== Work order ==
Each entry should be quoted word for word, including every mark of punctuation.

*** Exercise material Section Begins ***

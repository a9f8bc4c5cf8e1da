//! Replay-protected sequence counter
//!
//! One monotonic 24-bit counter per local identity. The in-memory value is
//! authoritative; durable writes are debounced to bound I/O. A startup high
//! watermark guarantees a fresh process never reuses a value a remote node
//! has already seen, even when the last debounced write was lost.

use crate::store::{StorageBackend, StorageError};
use parking_lot::Mutex;
use std::sync::Arc;
use std::time::Duration;
use thiserror::Error;
use tokio::time::Instant;
use tracing::{debug, trace, warn};

/// Largest sequence number representable in a network PDU
pub const SEQ_MAX: u32 = 0x00FF_FFFF;

/// Errors from the sequence authority
#[derive(Error, Debug, Clone)]
pub enum SequenceError {
    #[error("Sequence storage error: {0}")]
    Storage(#[from] StorageError),
}

#[derive(Debug)]
struct CounterState {
    /// Last reserved value (0 before the first reservation)
    current: u32,
    /// Value most recently written to storage
    persisted: u32,
    last_persist: Option<Instant>,
    flush_scheduled: bool,
}

struct AuthorityInner {
    key: Vec<u8>,
    storage: Arc<dyn StorageBackend>,
    persist_interval: Duration,
    state: Mutex<CounterState>,
}

impl AuthorityInner {
    fn write(&self, state: &mut CounterState, now: Instant) {
        if state.persisted == state.current && state.last_persist.is_some() {
            return;
        }
        match self.storage.put(&self.key, &state.current.to_be_bytes()) {
            Ok(()) => {
                state.persisted = state.current;
                state.last_persist = Some(now);
                trace!("Sequence persisted at {}", state.current);
            }
            Err(e) => warn!("Sequence persist failed (in-memory value kept): {}", e),
        }
    }

    fn flush_pending(&self) {
        let mut state = self.state.lock();
        state.flush_scheduled = false;
        let now = Instant::now();
        self.write(&mut state, now);
    }
}

/// Monotonic per-identity message counter
#[derive(Clone)]
pub struct SequenceAuthority {
    inner: Arc<AuthorityInner>,
}

impl SequenceAuthority {
    /// Storage key for a (network, identity) pair
    pub fn storage_key(network_id: &str, identity: u16) -> Vec<u8> {
        format!("seq/{}/{:04x}", network_id, identity).into_bytes()
    }

    /// Load the counter for `identity` on `network_id`, starting at zero when
    /// nothing was persisted yet.
    pub fn load(
        storage: Arc<dyn StorageBackend>,
        network_id: &str,
        identity: u16,
        persist_interval: Duration,
    ) -> Result<Self, SequenceError> {
        let key = Self::storage_key(network_id, identity);
        let current = match storage.get(&key)? {
            Some(bytes) => {
                let raw: [u8; 4] = bytes.as_slice().try_into().map_err(|_| {
                    StorageError::Corrupt(String::from_utf8_lossy(&key).into_owned())
                })?;
                u32::from_be_bytes(raw).min(SEQ_MAX)
            }
            None => 0,
        };
        debug!(
            "Sequence for identity 0x{:04X} on '{}' loaded at {}",
            identity, network_id, current
        );

        Ok(Self {
            inner: Arc::new(AuthorityInner {
                key,
                storage,
                persist_interval,
                state: Mutex::new(CounterState {
                    current,
                    persisted: current,
                    last_persist: None,
                    flush_scheduled: false,
                }),
            }),
        })
    }

    /// Last reserved value
    pub fn current(&self) -> u32 {
        self.inner.state.lock().current
    }

    /// Value most recently written to durable storage
    pub fn persisted(&self) -> u32 {
        self.inner.state.lock().persisted
    }

    /// Reserve the next sequence number.
    ///
    /// Wraps from `SEQ_MAX` back to 1. Durable writes happen at most once per
    /// persist interval; a deferred write is scheduled on the runtime when a
    /// reservation lands inside the quiet period.
    pub fn reserve_next(&self, reason: &str) -> u32 {
        let now = Instant::now();
        let mut state = self.inner.state.lock();
        state.current = if state.current >= SEQ_MAX {
            warn!("Sequence space exhausted, wrapping to 1");
            1
        } else {
            state.current + 1
        };
        let value = state.current;
        trace!("Sequence {} reserved for {}", value, reason);

        let elapsed = state.last_persist.map(|t| now.saturating_duration_since(t));
        match elapsed {
            Some(elapsed) if elapsed < self.inner.persist_interval => {
                if !state.flush_scheduled {
                    if let Ok(handle) = tokio::runtime::Handle::try_current() {
                        state.flush_scheduled = true;
                        let inner = Arc::clone(&self.inner);
                        let wait = self.inner.persist_interval - elapsed;
                        handle.spawn(async move {
                            tokio::time::sleep(wait).await;
                            inner.flush_pending();
                        });
                    }
                }
            }
            _ => self.inner.write(&mut state, now),
        }
        value
    }

    /// Raise the counter to `value` if it is currently lower. Written through
    /// immediately.
    pub fn ensure_minimum(&self, value: u32) -> u32 {
        let value = value.min(SEQ_MAX);
        let mut state = self.inner.state.lock();
        if state.current < value {
            debug!("Sequence raised from {} to {}", state.current, value);
            state.current = value;
            self.inner.write(&mut state, Instant::now());
        }
        state.current
    }

    /// Jump the counter forward by `step`; used by replay repair
    pub fn bump(&self, step: u32) -> u32 {
        let target = self.current().saturating_add(step);
        self.ensure_minimum(target)
    }

    /// Apply the startup watermark plus a random jitter below `jitter`
    pub fn apply_startup_watermark(&self, watermark: u32, jitter: u32) -> u32 {
        let extra = if jitter > 0 {
            rand::random::<u32>() % jitter
        } else {
            0
        };
        self.ensure_minimum(watermark.saturating_add(extra))
    }

    /// Write any pending value now
    pub fn flush(&self) -> Result<(), SequenceError> {
        self.inner.flush_pending();
        self.inner.storage.flush()?;
        Ok(())
    }
}

impl std::fmt::Debug for SequenceAuthority {
    fn fmt(&self, f: &mut std::fmt::Formatter<'_>) -> std::fmt::Result {
        let state = self.inner.state.lock();
        f.debug_struct("SequenceAuthority")
            .field("current", &state.current)
            .field("persisted", &state.persisted)
            .finish()
    }
}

*** Exercise material Section Ends ***

== Answer area ==
repository a9f8bc4c5cf8e1da
//! Replay-protected sequence counter
//!
//! One monotonic 24-bit counter per local identity. The in-memory value is
//! authoritative; durable writes are debounced to bound I/O. A startup high
//! watermark guarantees a fresh process never reuses a value a remote node
//! has already seen, even when the last debounced write was lost.

use crate::store::{StorageBackend, StorageError};
use parking_lot::Mutex;
use std::sync::Arc;
use std::time::Duration;
use thiserror::Error;
use tokio::time::Instant;
use tracing::{debug, trace, warn};

/// Largest sequence number representable in a network PDU
pub const SEQ_MAX: u32 = 0x00FF_FFFF;

/// Errors from the sequence authority
#[derive(Error, Debug, Clone)]
pub enum SequenceError {
    #[error("Sequence storage error: {0}")]
    Storage(#[from] StorageError),
}

#[derive(Debug)]
struct CounterState {
    /// Last reserved value (0 before the first reservation)
    current: u32,
    /// Value most recently written to storage
    persisted: u32,
    last_persist: Option<Instant>,
    flush_scheduled: bool,
}

struct AuthorityInner {
    key: Vec<u8>,
    storage: Arc<dyn StorageBackend>,
    persist_interval: Duration,
    state: Mutex<CounterState>,
}

impl AuthorityInner {
    fn write(&self, state: &mut CounterState, now: Instant) {
        if state.persisted == state.current && state.last_persist.is_some() {
            return;
        }
        match self.storage.put(&self.key, &state.current.to_be_bytes()) {
            Ok(()) => {
                state.persisted = state.current;
                state.last_persist = Some(now);
                trace!("Sequence persisted at {}", state.current);
            }
            Err(e) => warn!("Sequence persist failed (in-memory value kept): {}", e),
        }
    }

    fn flush_pending(&self) {
        let mut state = self.state.lock();
        state.flush_scheduled = false;
        let now = Instant::now();
        self.write(&mut state, now);
    }
}

/// Monotonic per-identity message counter
#[derive(Clone)]
pub struct SequenceAuthority {
    inner: Arc<AuthorityInner>,
}

impl SequenceAuthority {
    /// Storage key for a (network, identity) pair
    pub fn storage_key(network_id: &str, identity: u16) -> Vec<u8> {
        format!("seq/{}/{:04x}", network_id, identity).into_bytes()
    }

    /// Load the counter for `identity` on `network_id`, starting at zero when
    /// nothing was persisted yet.
    pub fn load(
        storage: Arc<dyn StorageBackend>,
        network_id: &str,
        identity: u16,
        persist_interval: Duration,
    ) -> Result<Self, SequenceError> {
        let key = Self::storage_key(network_id, identity);
        let current = match storage.get(&key)? {
            Some(bytes) => {
                let raw: [u8; 4] = bytes.as_slice().try_into().map_err(|_| {
                    StorageError::Corrupt(String::from_utf8_lossy(&key).into_owned())
                })?;
                u32::from_be_bytes(raw).min(SEQ_MAX)
            }
            None => 0,
        };
        debug!(
            "Sequence for identity 0x{:04X} on '{}' loaded at {}",
            identity, network_id, current
        );

        Ok(Self {
            inner: Arc::new(AuthorityInner {
                key,
                storage,
                persist_interval,
                state: Mutex::new(CounterState {
                    current,
                    persisted: current,
                    last_persist: None,
                    flush_scheduled: false,
                }),
            }),
        })
    }

    /// Last reserved value
    pub fn current(&self) -> u32 {
        self.inner.state.lock().current
    }

    /// Value most recently written to durable storage
    pub fn persisted(&self) -> u32 {
        self.inner.state.lock().persisted
    }

    /// Reserve the next sequence number.
    ///
    /// Wraps from `SEQ_MAX` back to 1. Durable writes happen at most once per
    /// persist interval; a deferred write is scheduled on the runtime when a
    /// reservation lands inside the quiet period.
    pub fn reserve_next(&self, reason: &str) -> u32 {
        let now = Instant::now();
        let mut state = self.inner.state.lock();
        state.current = if state.current >= SEQ_MAX {
            warn!("Sequence space exhausted, wrapping to 1");
            1
        } else {
            state.current + 1
        };
        let value = state.current;
        trace!("Sequence {} reserved for {}", value, reason);

        let elapsed = state.last_persist.map(|t| now.saturating_duration_since(t));
        match elapsed {
            Some(elapsed) if elapsed < self.inner.persist_interval => {
                if !state.flush_scheduled {
                    if let Ok(handle) = tokio::runtime::Handle::try_current() {
                        state.flush_scheduled = true;
                        let inner = Arc::clone(&self.inner);
                        let wait = self.inner.persist_interval - elapsed;
                        handle.spawn(async move {
                            tokio::time::sleep(wait).await;
                            inner.flush_pending();
                        });
                    }
                }
            }
            _ => self.inner.write(&mut state, now),
        }
        value
    }

    /// Raise the counter to `value` if it is currently lower. Written through
    /// immediately.
    pub fn ensure_minimum(&self, value: u32) -> u32 {
        let value = value.min(SEQ_MAX);
        let mut state = self.inner.state.lock();
        if state.current < value {
            debug!("Sequence raised from {} to {}", state.current, value);
            state.current = value;
            self.inner.write(&mut state, Instant::now());
        }
        state.current
    }

    /// Jump the counter forward by `step`; used by replay repair
    pub fn bump(&self, step: u32) -> u32 {
        let target = self.current().saturating_add(step);
        self.ensure_minimum(target)
    }

    /// Apply the startup watermark plus a random jitter below `jitter`
    pub fn apply_startup_watermark(&self, watermark: u32, jitter: u32) -> u32 {
        let extra = if jitter > 0 {
            rand::random::<u32>() % jitter
        } else {
            0
        };
        self.ensure_minimum(watermark.saturating_add(extra))
    }

    /// Write any pending value now
    pub fn flush(&self) -> Result<(), SequenceError> {
        self.inner.flush_pending();
        self.inner.storage.flush()?;
        Ok(())
    }
}

impl std::fmt::Debug for SequenceAuthority {
    fn fmt(&self, f: &mut std::fmt::Formatter<'_>) -> std::fmt::Result {
        let state = self.inner.state.lock();
        f.debug_struct("SequenceAuthority")
            .field("current", &state.current)
            .field("persisted", &state.persisted)
            .finish()
    }
}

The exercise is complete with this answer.